• **To do**
An exact copy of the entries below is the expected answer.

• **Material shown**
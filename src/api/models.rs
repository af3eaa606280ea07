use serde::{Deserialize, Serialize};
use chrono::{DateTime, Utc};

#[derive(Deserialize)]
pub struct SummarizeRequest {
    pub url: String,
}

#[derive(Serialize)]
pub struct SummarizeResponse {
    pub url: String,
    #[serde(rename = "summary_markdown")]
    pub summary: String,
    pub file_name: String,
    pub mime_type: String,
    pub word_count: usize,
    pub generated_at: DateTime<Utc>,
}
pub mod models;
pub mod response;
pub mod routes;
pub mod api;
pub mod config;
pub mod error;
pub mod extractor;
pub mod llm;
pub mod pipeline;
pub mod summarizer;

use pipeline::Pipeline;

/// Application state that will be shared across handlers
#[derive(Clone)]
pub struct AppState {
    pub pipeline: Pipeline,
}
use std::env;
use std::net::{IpAddr, SocketAddr};
use std::str::FromStr;
use std::time::Duration;
use crate::error::{AppError, Result};

pub const DEFAULT_MODEL: &str = "llama-3.3-70b-versatile";
pub const DEFAULT_MODEL_ENDPOINT: &str = "https://api.groq.com/openai/v1/chat/completions";
pub const DEFAULT_USER_AGENT: &str = "Mozilla/5.0 (Windows NT 10.0; Win64; x64) AppleWebKit/537.36 (KHTML, like Gecko) Chrome/91.0.4472.124 Safari/537.36";

/// Settings for the page fetch.
#[derive(Clone, Debug)]
pub struct FetchConfig {
    pub timeout: Duration,
    pub user_agent: String,
}

impl Default for FetchConfig {
    fn default() -> Self {
        FetchConfig {
            timeout: Duration::from_secs(10),
            user_agent: DEFAULT_USER_AGENT.to_string(),
        }
    }
}

/// Model identifier and credential, injected once into the model client.
#[derive(Clone)]
pub struct ModelConfig {
    pub api_key: String,
    pub model: String,
    pub endpoint: String,
    pub timeout: Duration,
}

impl ModelConfig {
    pub fn new(api_key: impl Into<String>) -> Self {
        ModelConfig {
            api_key: api_key.into(),
            model: DEFAULT_MODEL.to_string(),
            endpoint: DEFAULT_MODEL_ENDPOINT.to_string(),
            timeout: Duration::from_secs(120),
        }
    }
}

// Keep the credential out of logs.
impl std::fmt::Debug for ModelConfig {
    fn fmt(&self, f: &mut std::fmt::Formatter<'_>) -> std::fmt::Result {
        f.debug_struct("ModelConfig")
            .field("api_key", &"<redacted>")
            .field("model", &self.model)
            .field("endpoint", &self.endpoint)
            .field("timeout", &self.timeout)
            .finish()
    }
}

#[derive(Clone, Debug)]
pub struct Config {
    pub server_addr: SocketAddr,
    pub fetch: FetchConfig,
    pub model: ModelConfig,
}

impl Config {
    pub fn load() -> Result<Self> {
        // Load environment variables from .env file if it exists
        dotenv::dotenv().ok();

        Self::from_lookup(|key| env::var(key).ok())
    }

    /// Builds a config from an arbitrary variable source, applying defaults.
    pub fn from_lookup<F>(lookup: F) -> Result<Self>
    where
        F: Fn(&str) -> Option<String>,
    {
        let api_key = lookup("GROQ_API_KEY")
            .filter(|key| !key.trim().is_empty())
            .ok_or_else(|| AppError::ConfigError("GROQ_API_KEY is not set".to_string()))?;

        let mut model = ModelConfig::new(api_key.trim());
        if let Some(name) = lookup("MODEL_NAME") {
            model.model = name;
        }
        if let Some(endpoint) = lookup("MODEL_ENDPOINT") {
            model.endpoint = endpoint;
        }
        if let Some(secs) = lookup("MODEL_TIMEOUT_SECS") {
            model.timeout = parse_secs("MODEL_TIMEOUT_SECS", &secs)?;
        }

        let mut fetch = FetchConfig::default();
        if let Some(secs) = lookup("FETCH_TIMEOUT_SECS") {
            fetch.timeout = parse_secs("FETCH_TIMEOUT_SECS", &secs)?;
        }
        if let Some(user_agent) = lookup("FETCH_USER_AGENT") {
            fetch.user_agent = user_agent;
        }

        // Load server configuration with defaults
        let host = lookup("HOST").unwrap_or_else(|| "127.0.0.1".to_string());
        let port = lookup("PORT").unwrap_or_else(|| "3000".to_string());
        let port = port.parse::<u16>().map_err(|e| AppError::ConfigError(format!("Invalid port: {}", e)))?;
        let ip = IpAddr::from_str(&host).map_err(|e| AppError::ConfigError(format!("Invalid host address: {}", e)))?;

        let server_addr = SocketAddr::new(ip, port);

        Ok(Config {
            server_addr,
            fetch,
            model,
        })
    }
}

fn parse_secs(name: &str, value: &str) -> Result<Duration> {
    match value.trim().parse::<u64>() {
        Ok(0) => Err(AppError::ConfigError(format!("{} must be greater than zero", name))),
        Ok(secs) => Ok(Duration::from_secs(secs)),
        Err(e) => Err(AppError::ConfigError(format!("Invalid {}: {}", name, e))),
    }
}

#[cfg(test)]
mod tests {
    use super::*;
    use std::collections::HashMap;

    fn lookup_from(pairs: &[(&str, &str)]) -> impl Fn(&str) -> Option<String> {
        let vars: HashMap<String, String> = pairs
            .iter()
            .map(|(k, v)| (k.to_string(), v.to_string()))
            .collect();
        move |key| vars.get(key).cloned()
    }

    #[test]
    fn test_defaults_applied() {
        let config = Config::from_lookup(lookup_from(&[("GROQ_API_KEY", "gsk_test")])).unwrap();
        assert_eq!(config.server_addr.to_string(), "127.0.0.1:3000");
        assert_eq!(config.model.api_key, "gsk_test");
        assert_eq!(config.model.model, DEFAULT_MODEL);
        assert_eq!(config.model.endpoint, DEFAULT_MODEL_ENDPOINT);
        assert_eq!(config.model.timeout, Duration::from_secs(120));
        assert_eq!(config.fetch.timeout, Duration::from_secs(10));
        assert_eq!(config.fetch.user_agent, DEFAULT_USER_AGENT);
    }

    #[test]
    fn test_overrides() {
        let config = Config::from_lookup(lookup_from(&[
            ("GROQ_API_KEY", "gsk_test"),
            ("MODEL_NAME", "llama-3.1-8b-instant"),
            ("MODEL_TIMEOUT_SECS", "30"),
            ("FETCH_TIMEOUT_SECS", "5"),
            ("HOST", "0.0.0.0"),
            ("PORT", "8080"),
        ]))
        .unwrap();
        assert_eq!(config.model.model, "llama-3.1-8b-instant");
        assert_eq!(config.model.timeout, Duration::from_secs(30));
        assert_eq!(config.fetch.timeout, Duration::from_secs(5));
        assert_eq!(config.server_addr.to_string(), "0.0.0.0:8080");
    }

    #[test]
    fn test_missing_key_rejected() {
        let result = Config::from_lookup(lookup_from(&[("PORT", "8080")]));
        assert!(matches!(result, Err(AppError::ConfigError(_))));

        let result = Config::from_lookup(lookup_from(&[("GROQ_API_KEY", "   ")]));
        assert!(matches!(result, Err(AppError::ConfigError(_))));
    }

    #[test]
    fn test_invalid_values_rejected() {
        let result = Config::from_lookup(lookup_from(&[("GROQ_API_KEY", "k"), ("PORT", "http")]));
        assert!(matches!(result, Err(AppError::ConfigError(msg)) if msg.starts_with("Invalid port")));

        let result = Config::from_lookup(lookup_from(&[("GROQ_API_KEY", "k"), ("MODEL_TIMEOUT_SECS", "0")]));
        assert!(matches!(result, Err(AppError::ConfigError(_))));
    }

    #[test]
    fn test_debug_redacts_key() {
        let model = ModelConfig::new("gsk_secret");
        let rendered = format!("{:?}", model);
        assert!(!rendered.contains("gsk_secret"));
        assert!(rendered.contains("<redacted>"));
    }
}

• **Problem solution**
filename src/api/models.rs
repository af3eaa606280ea07
use serde::{Deserialize, Serialize};
use chrono::{DateTime, Utc};

#[derive(Deserialize)]
pub struct SummarizeRequest {
    pub url: String,
}

#[derive(Serialize)]
pub struct SummarizeResponse {
    pub url: String,
    #[serde(rename = "summary_markdown")]
    pub summary: String,
    pub file_name: String,
    pub mime_type: String,
    pub word_count: usize,
    pub generated_at: DateTime<Utc>,
}
pub mod models;
pub mod response;
pub mod routes;
pub mod api;
pub mod config;
pub mod error;
pub mod extractor;
pub mod llm;
pub mod pipeline;
pub mod summarizer;

use pipeline::Pipeline;

/// Application state that will be shared across handlers
#[derive(Clone)]
pub struct AppState {
    pub pipeline: Pipeline,
}
use std::env;
use std::net::{IpAddr, SocketAddr};
use std::str::FromStr;
use std::time::Duration;
use crate::error::{AppError, Result};

pub const DEFAULT_MODEL: &str = "llama-3.3-70b-versatile";
pub const DEFAULT_MODEL_ENDPOINT: &str = "https://api.groq.com/openai/v1/chat/completions";
pub const DEFAULT_USER_AGENT: &str = "Mozilla/5.0 (Windows NT 10.0; Win64; x64) AppleWebKit/537.36 (KHTML, like Gecko) Chrome/91.0.4472.124 Safari/537.36";

/// Settings for the page fetch.
#[derive(Clone, Debug)]
pub struct FetchConfig {
    pub timeout: Duration,
    pub user_agent: String,
}

impl Default for FetchConfig {
    fn default() -> Self {
        FetchConfig {
            timeout: Duration::from_secs(10),
            user_agent: DEFAULT_USER_AGENT.to_string(),
        }
    }
}

/// Model identifier and credential, injected once into the model client.
#[derive(Clone)]
pub struct ModelConfig {
    pub api_key: String,
    pub model: String,
    pub endpoint: String,
    pub timeout: Duration,
}

impl ModelConfig {
    pub fn new(api_key: impl Into<String>) -> Self {
        ModelConfig {
            api_key: api_key.into(),
            model: DEFAULT_MODEL.to_string(),
            endpoint: DEFAULT_MODEL_ENDPOINT.to_string(),
            timeout: Duration::from_secs(120),
        }
    }
}

// Keep the credential out of logs.
impl std::fmt::Debug for ModelConfig {
    fn fmt(&self, f: &mut std::fmt::Formatter<'_>) -> std::fmt::Result {
        f.debug_struct("ModelConfig")
            .field("api_key", &"<redacted>")
            .field("model", &self.model)
            .field("endpoint", &self.endpoint)
            .field("timeout", &self.timeout)
            .finish()
    }
}

#[derive(Clone, Debug)]
pub struct Config {
    pub server_addr: SocketAddr,
    pub fetch: FetchConfig,
    pub model: ModelConfig,
}

impl Config {
    pub fn load() -> Result<Self> {
        // Load environment variables from .env file if it exists
        dotenv::dotenv().ok();

        Self::from_lookup(|key| env::var(key).ok())
    }

    /// Builds a config from an arbitrary variable source, applying defaults.
    pub fn from_lookup<F>(lookup: F) -> Result<Self>
    where
        F: Fn(&str) -> Option<String>,
    {
        let api_key = lookup("GROQ_API_KEY")
            .filter(|key| !key.trim().is_empty())
            .ok_or_else(|| AppError::ConfigError("GROQ_API_KEY is not set".to_string()))?;

        let mut model = ModelConfig::new(api_key.trim());
        if let Some(name) = lookup("MODEL_NAME") {
            model.model = name;
        }
        if let Some(endpoint) = lookup("MODEL_ENDPOINT") {
            model.endpoint = endpoint;
        }
        if let Some(secs) = lookup("MODEL_TIMEOUT_SECS") {
            model.timeout = parse_secs("MODEL_TIMEOUT_SECS", &secs)?;
        }

        let mut fetch = FetchConfig::default();
        if let Some(secs) = lookup("FETCH_TIMEOUT_SECS") {
            fetch.timeout = parse_secs("FETCH_TIMEOUT_SECS", &secs)?;
        }
        if let Some(user_agent) = lookup("FETCH_USER_AGENT") {
            fetch.user_agent = user_agent;
        }

        // Load server configuration with defaults
        let host = lookup("HOST").unwrap_or_else(|| "127.0.0.1".to_string());
        let port = lookup("PORT").unwrap_or_else(|| "3000".to_string());
        let port = port.parse::<u16>().map_err(|e| AppError::ConfigError(format!("Invalid port: {}", e)))?;
        let ip = IpAddr::from_str(&host).map_err(|e| AppError::ConfigError(format!("Invalid host address: {}", e)))?;

        let server_addr = SocketAddr::new(ip, port);

        Ok(Config {
            server_addr,
            fetch,
            model,
        })
    }
}

fn parse_secs(name: &str, value: &str) -> Result<Duration> {
    match value.trim().parse::<u64>() {
        Ok(0) => Err(AppError::ConfigError(format!("{} must be greater than zero", name))),
        Ok(secs) => Ok(Duration::from_secs(secs)),
        Err(e) => Err(AppError::ConfigError(format!("Invalid {}: {}", name, e))),
    }
}

#[cfg(test)]
mod tests {
    use super::*;
    use std::collections::HashMap;

    fn lookup_from(pairs: &[(&str, &str)]) -> impl Fn(&str) -> Option<String> {
        let vars: HashMap<String, String> = pairs
            .iter()
            .map(|(k, v)| (k.to_string(), v.to_string()))
            .collect();
        move |key| vars.get(key).cloned()
    }

    #[test]
    fn test_defaults_applied() {
        let config = Config::from_lookup(lookup_from(&[("GROQ_API_KEY", "gsk_test")])).unwrap();
        assert_eq!(config.server_addr.to_string(), "127.0.0.1:3000");
        assert_eq!(config.model.api_key, "gsk_test");
        assert_eq!(config.model.model, DEFAULT_MODEL);
        assert_eq!(config.model.endpoint, DEFAULT_MODEL_ENDPOINT);
        assert_eq!(config.model.timeout, Duration::from_secs(120));
        assert_eq!(config.fetch.timeout, Duration::from_secs(10));
        assert_eq!(config.fetch.user_agent, DEFAULT_USER_AGENT);
    }

    #[test]
    fn test_overrides() {
        let config = Config::from_lookup(lookup_from(&[
            ("GROQ_API_KEY", "gsk_test"),
            ("MODEL_NAME", "llama-3.1-8b-instant"),
            ("MODEL_TIMEOUT_SECS", "30"),
            ("FETCH_TIMEOUT_SECS", "5"),
            ("HOST", "0.0.0.0"),
            ("PORT", "8080"),
        ]))
        .unwrap();
        assert_eq!(config.model.model, "llama-3.1-8b-instant");
        assert_eq!(config.model.timeout, Duration::from_secs(30));
        assert_eq!(config.fetch.timeout, Duration::from_secs(5));
        assert_eq!(config.server_addr.to_string(), "0.0.0.0:8080");
    }

    #[test]
    fn test_missing_key_rejected() {
        let result = Config::from_lookup(lookup_from(&[("PORT", "8080")]));
        assert!(matches!(result, Err(AppError::ConfigError(_))));

        let result = Config::from_lookup(lookup_from(&[("GROQ_API_KEY", "   ")]));
        assert!(matches!(result, Err(AppError::ConfigError(_))));
    }

    #[test]
    fn test_invalid_values_rejected() {
        let result = Config::from_lookup(lookup_from(&[("GROQ_API_KEY", "k"), ("PORT", "http")]));
        assert!(matches!(result, Err(AppError::ConfigError(msg)) if msg.starts_with("Invalid port")));

        let result = Config::from_lookup(lookup_from(&[("GROQ_API_KEY", "k"), ("MODEL_TIMEOUT_SECS", "0")]));
        assert!(matches!(result, Err(AppError::ConfigError(_))));
    }

    #[test]
    fn test_debug_redacts_key() {
        let model = ModelConfig::new("gsk_secret");
        let rendered = format!("{:?}", model);
        assert!(!rendered.contains("gsk_secret"));
        assert!(rendered.contains("<redacted>"));
    }
}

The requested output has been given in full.